La rupture peut se produire avec un gémissement, dans lequel une façon de voir le monde succombe finalement à l’entropie du dépassé. Elle peut aussi se manifester par une explosion, comme une guerre dévastatrice. Dans un cas comme dans l’autre, le défi de taille consiste à formuler de façon convaincante l’esprit changeant de l’époque de manière à organiser l’énergie et la direction de la société en un champ de force qui la propulse sur une nouvelle voie.
Dans son dernier livre, « Leadership : Six Lessons in World Strategy », Henry Kissinger examine plusieurs cas survenus au cours du siècle dernier dans lesquels, selon lui, des personnalités clés se sont admirablement acquittées de leur tâche. Il distingue deux types de leaders – l' »homme d’État » et le « prophète » – qui font face aux défis de manière différente.
L’homme d’État « tempère » les visions de changement par une compréhension réaliste des contraintes politiques et économiques, car il ou elle cherche à ouvrir un espace pour l’évolution tout en préservant sa société « en manipulant les circonstances plutôt qu’en se laissant submerger par elles ». En revanche, le prophète, ou visionnaire, « traite les institutions dominantes moins dans la perspective du possible » que dans celle de l’impératif de changer la définition même de ce qui est possible.

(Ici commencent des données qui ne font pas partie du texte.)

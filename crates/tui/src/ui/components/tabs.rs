use ratatui::{
    Frame,
    layout::Rect,
    style::{Modifier, Style},
    text::{Line, Span},
    widgets::Paragraph,
};

use crate::{app::Section, ui::theme::Theme};

/// Renders a horizontal tab bar for section navigation.
pub fn render_tabs(frame: &mut Frame<'_>, area: Rect, active: Section, theme: &Theme) {
    let sections = [
        Section::Overview,
        Section::Send,
        Section::Ledger,
        Section::Settings,
    ];

    let mut spans = Vec::new();
    spans.push(Span::raw(" "));

    for (i, section) in sections.iter().enumerate() {
        if i > 0 {
            spans.push(Span::raw("  "));
        }

        let label = section.label();
        if *section == active {
            spans.push(Span::styled("[", Style::default().fg(theme.accent)));
            spans.push(Span::styled(
                label,
                Style::default()
                    .fg(theme.accent)
                    .add_modifier(Modifier::BOLD),
            ));
            spans.push(Span::styled("]", Style::default().fg(theme.accent)));
        } else {
            spans.push(Span::styled(label, Style::default().fg(theme.text_muted)));
        }
    }

    frame.render_widget(Paragraph::new(Line::from(spans)), area);
}

/// Returns the shortcut hint for tab navigation.
pub fn tab_shortcuts(theme: &Theme) -> Vec<Span<'static>> {
    vec![
        Span::styled("o", Style::default().fg(theme.accent)),
        Span::raw("/"),
        Span::styled("s", Style::default().fg(theme.accent)),
        Span::raw("/"),
        Span::styled("l", Style::default().fg(theme.accent)),
        Span::raw("/"),
        Span::styled("g", Style::default().fg(theme.accent)),
        Span::raw(" nav"),
    ]
}
//! Ledger primitives.
//!
//! A `Transaction` is an immutable ledger row: once appended to the store it
//! is never modified or removed.

use chrono::NaiveDate;
use serde::{Deserialize, Serialize};

use crate::{EngineError, Money, ResultEngine};

#[derive(Clone, Copy, Debug, PartialEq, Eq, Serialize, Deserialize)]
#[serde(rename_all = "snake_case")]
pub enum TransactionKind {
    Expense,
    Income,
    ScheduledExpense,
}

impl TransactionKind {
    pub fn as_str(self) -> &'static str {
        match self {
            Self::Expense => "expense",
            Self::Income => "income",
            Self::ScheduledExpense => "scheduled_expense",
        }
    }
}

impl TryFrom<&str> for TransactionKind {
    type Error = EngineError;

    fn try_from(value: &str) -> Result<Self, Self::Error> {
        match value {
            "expense" => Ok(Self::Expense),
            "income" => Ok(Self::Income),
            "scheduled_expense" => Ok(Self::ScheduledExpense),
            other => Err(EngineError::InvalidKind(format!(
                "invalid transaction kind: {other}"
            ))),
        }
    }
}

#[derive(Clone, Copy, Debug, PartialEq, Eq, Serialize, Deserialize)]
#[serde(rename_all = "snake_case")]
pub enum ScheduleFrequency {
    Daily,
    Weekly,
    Monthly,
    Quarterly,
    Annually,
    OnceOnDate,
}

/// Recurrence rule for scheduled expenses.
///
/// Carried on the ledger row but not interpreted by the transfer flow.
#[derive(Clone, Debug, PartialEq, Serialize, Deserialize)]
pub struct ScheduleRule {
    pub frequency: ScheduleFrequency,
    pub start_date: NaiveDate,
    pub reason: Option<String>,
}

#[derive(Clone, Debug, PartialEq, Serialize, Deserialize)]
pub struct Transaction {
    pub id: String,
    pub kind: TransactionKind,
    pub category: String,
    pub description: String,
    pub amount: Money,
    pub date: NaiveDate,
    /// Estimated emissions for this transaction, in kg CO2e.
    pub carbon_footprint_kg: f64,
    pub schedule: Option<ScheduleRule>,
}

impl Transaction {
    /// Builds a ledger row. Amounts are magnitudes: negative values are
    /// rejected here, the kind carries the direction.
    pub fn new(
        id: String,
        kind: TransactionKind,
        category: String,
        description: String,
        amount: Money,
        date: NaiveDate,
        carbon_footprint_kg: f64,
    ) -> ResultEngine<Self> {
        if amount.is_negative() {
            return Err(EngineError::InvalidAmount(
                "amount must be >= 0".to_string(),
            ));
        }
        if carbon_footprint_kg < 0.0 {
            return Err(EngineError::InvalidAmount(
                "carbon footprint must be >= 0".to_string(),
            ));
        }
        Ok(Self {
            id,
            kind,
            category,
            description,
            amount,
            date,
            carbon_footprint_kg,
            schedule: None,
        })
    }
}

#[cfg(test)]
mod tests {
    use super::*;

    fn date() -> NaiveDate {
        NaiveDate::from_ymd_opt(2024, 3, 1).unwrap()
    }

    #[test]
    fn kind_round_trips_through_labels() {
        for kind in [
            TransactionKind::Expense,
            TransactionKind::Income,
            TransactionKind::ScheduledExpense,
        ] {
            assert_eq!(TransactionKind::try_from(kind.as_str()).unwrap(), kind);
        }
        assert!(TransactionKind::try_from("refund").is_err());
    }

    #[test]
    fn new_rejects_negative_magnitudes() {
        let err = Transaction::new(
            "tx_1".to_string(),
            TransactionKind::Expense,
            "Transfer".to_string(),
            "test".to_string(),
            Money::new(-1),
            date(),
            0.0,
        );
        assert!(err.is_err());

        let err = Transaction::new(
            "tx_1".to_string(),
            TransactionKind::Expense,
            "Transfer".to_string(),
            "test".to_string(),
            Money::new(100),
            date(),
            -0.5,
        );
        assert!(err.is_err());
    }
}
pub mod components;
pub mod keymap;
pub mod screens;

mod terminal;
mod theme;

use ratatui::{
    Frame,
    layout::{Constraint, Direction, Layout, Rect},
    style::Style,
    text::{Line, Span},
    widgets::Paragraph,
};

use engine::WizardStep;

use crate::app::{AppState, Section};

pub use terminal::{AppTerminal as Terminal, restore_terminal, setup_terminal};
pub use theme::Theme;

pub fn render(frame: &mut Frame<'_>, state: &AppState) {
    let area = frame.area();
    let theme = Theme::default();

    // Main layout: info bar, tabs, content, bottom bar
    let layout = Layout::default()
        .direction(Direction::Vertical)
        .constraints([
            Constraint::Length(1), // Info bar
            Constraint::Length(2), // Tab bar
            Constraint::Min(0),    // Main content
            Constraint::Length(1), // Bottom bar
        ])
        .split(area);

    render_info_bar(frame, layout[0], state, &theme);
    components::tabs::render_tabs(frame, layout[1], state.section, &theme);

    let content = layout[2];
    match state.section {
        Section::Overview => screens::overview::render(frame, content, state),
        Section::Send => screens::send::render(frame, content, state),
        Section::Ledger => screens::ledger::render(frame, content, state),
        Section::Settings => screens::settings::render(frame, content, state),
    }

    render_bottom_bar(frame, layout[3], state, &theme);

    // The biometric gate overlays everything while open.
    screens::send::render_biometric_modal(frame, area, state);
}

fn render_info_bar(frame: &mut Frame<'_>, area: Rect, state: &AppState, theme: &Theme) {
    let currency = state.store.preferences().currency;
    let rows = state.store.transactions().len();

    let line = Line::from(vec![
        Span::styled(
            "REMITRAX",
            Style::default()
                .fg(theme.accent)
                .add_modifier(ratatui::style::Modifier::BOLD),
        ),
        Span::raw("  "),
        Span::styled("Currency", Style::default().fg(theme.text_muted)),
        Span::raw(format!(": {currency}  ")),
        Span::styled("Ledger", Style::default().fg(theme.text_muted)),
        Span::raw(format!(": {rows} rows  ")),
        Span::styled("SYSTEMS: OPTIMAL", Style::default().fg(theme.positive)),
        Span::raw("  "),
        Span::styled("NET: HYPERLINK", Style::default().fg(theme.accent)),
    ]);

    frame.render_widget(Paragraph::new(line), area);
}

fn render_bottom_bar(frame: &mut Frame<'_>, area: Rect, state: &AppState, theme: &Theme) {
    let mut parts = components::tabs::tab_shortcuts(theme);

    let context_hints = get_context_hints(state, theme);
    if !context_hints.is_empty() {
        parts.push(Span::styled("  │  ", Style::default().fg(theme.border)));
        parts.extend(context_hints);
    }

    parts.push(Span::styled("  │  ", Style::default().fg(theme.border)));
    parts.push(Span::styled("q", Style::default().fg(theme.accent)));
    parts.push(Span::raw(" quit"));

    frame.render_widget(Paragraph::new(Line::from(parts)), area);
}

/// Returns context-specific keyboard hints for the current section and mode.
fn get_context_hints(state: &AppState, theme: &Theme) -> Vec<Span<'static>> {
    if state.biometric.is_some() {
        return vec![
            Span::styled("Esc", Style::default().fg(theme.accent)),
            Span::raw(" abort protocol"),
        ];
    }

    match state.section {
        Section::Overview => vec![
            Span::styled("s", Style::default().fg(theme.accent)),
            Span::raw(" send  "),
            Span::styled("l", Style::default().fg(theme.accent)),
            Span::raw(" ledger"),
        ],
        Section::Send => get_send_hints(state, theme),
        Section::Ledger => vec![
            Span::styled("c", Style::default().fg(theme.accent)),
            Span::raw(" filter  "),
            Span::styled("j", Style::default().fg(theme.accent)),
            Span::raw("/"),
            Span::styled("k", Style::default().fg(theme.accent)),
            Span::raw(" move"),
        ],
        Section::Settings => Vec::new(),
    }
}

fn get_send_hints(state: &AppState, theme: &Theme) -> Vec<Span<'static>> {
    match state.send.wizard.step() {
        WizardStep::Entry => vec![
            Span::styled("Tab", Style::default().fg(theme.accent)),
            Span::raw(" field  "),
            Span::styled("←/→", Style::default().fg(theme.accent)),
            Span::raw(" rail  "),
            Span::styled("Enter", Style::default().fg(theme.accent)),
            Span::raw(" review  "),
            Span::styled("Esc", Style::default().fg(theme.accent)),
            Span::raw(" leave"),
        ],
        WizardStep::Review => vec![
            Span::styled("Enter", Style::default().fg(theme.accent)),
            Span::raw(" authorize  "),
            Span::styled("a", Style::default().fg(theme.accent)),
            Span::raw(" adjust"),
        ],
        WizardStep::Confirmed => vec![
            Span::styled("Enter", Style::default().fg(theme.accent)),
            Span::raw(" return"),
        ],
    }
}
use ratatui::{
    Frame,
    layout::{Alignment, Constraint, Direction, Layout, Rect},
    style::{Modifier, Style},
    text::{Line, Span},
    widgets::{Block, BorderType, Borders, Clear, Paragraph, Wrap},
};

use engine::{ScanState, WizardStep};

use crate::{
    app::{AppState, SendFocus},
    ui::{
        components::{card::Card, centered_rect, charts::percentage_bar},
        theme::Theme,
    },
};

pub fn render(frame: &mut Frame<'_>, area: Rect, state: &AppState) {
    let theme = Theme::default();
    let layout = Layout::default()
        .direction(Direction::Vertical)
        .constraints([Constraint::Length(1), Constraint::Min(0)])
        .split(area);

    render_step_indicator(frame, layout[0], state, &theme);

    match state.send.wizard.step() {
        WizardStep::Entry => render_entry(frame, layout[1], state, &theme),
        WizardStep::Review => render_review(frame, layout[1], state, &theme),
        WizardStep::Confirmed => render_confirmed(frame, layout[1], state, &theme),
    }
}

fn render_step_indicator(frame: &mut Frame<'_>, area: Rect, state: &AppState, theme: &Theme) {
    let current = state.send.wizard.step().number();

    let mut spans = vec![
        Span::styled("Dispatch Asset", Style::default().fg(theme.text)),
        Span::raw("  "),
    ];
    for step in 1..=3u8 {
        let style = if current >= step {
            Style::default().fg(theme.accent)
        } else {
            Style::default().fg(theme.border)
        };
        spans.push(Span::styled("━━", style));
        spans.push(Span::raw(" "));
    }
    spans.push(Span::styled(
        format!("step {current}/3"),
        Style::default().fg(theme.dim),
    ));

    frame.render_widget(Paragraph::new(Line::from(spans)), area);
}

Pour Kissinger, les meilleurs leaders qui ont fait la plus grande différence ont façonné avec souplesse un « mélange optimal » qui a réussi à naviguer entre les contraintes pour réaliser de nouvelles possibilités grâce à une stabilité évolutive. Cela nous rappelle le vieil adage selon lequel, sans vision, les gens souffrent ; avec une vision non tempérée par la reconnaissance des réalités du terrain, encore plus de gens souffrent. Pensez à la révolution culturelle de Mao.
Les deux personnalités qui ressortent de son livre sont Charles De Gaulle et Lee Kuan Yew. (Les autres, moins convaincantes à mes yeux, sont Konrad Adenauer, Richard Nixon, Anwar Sadat et Margaret Thatcher).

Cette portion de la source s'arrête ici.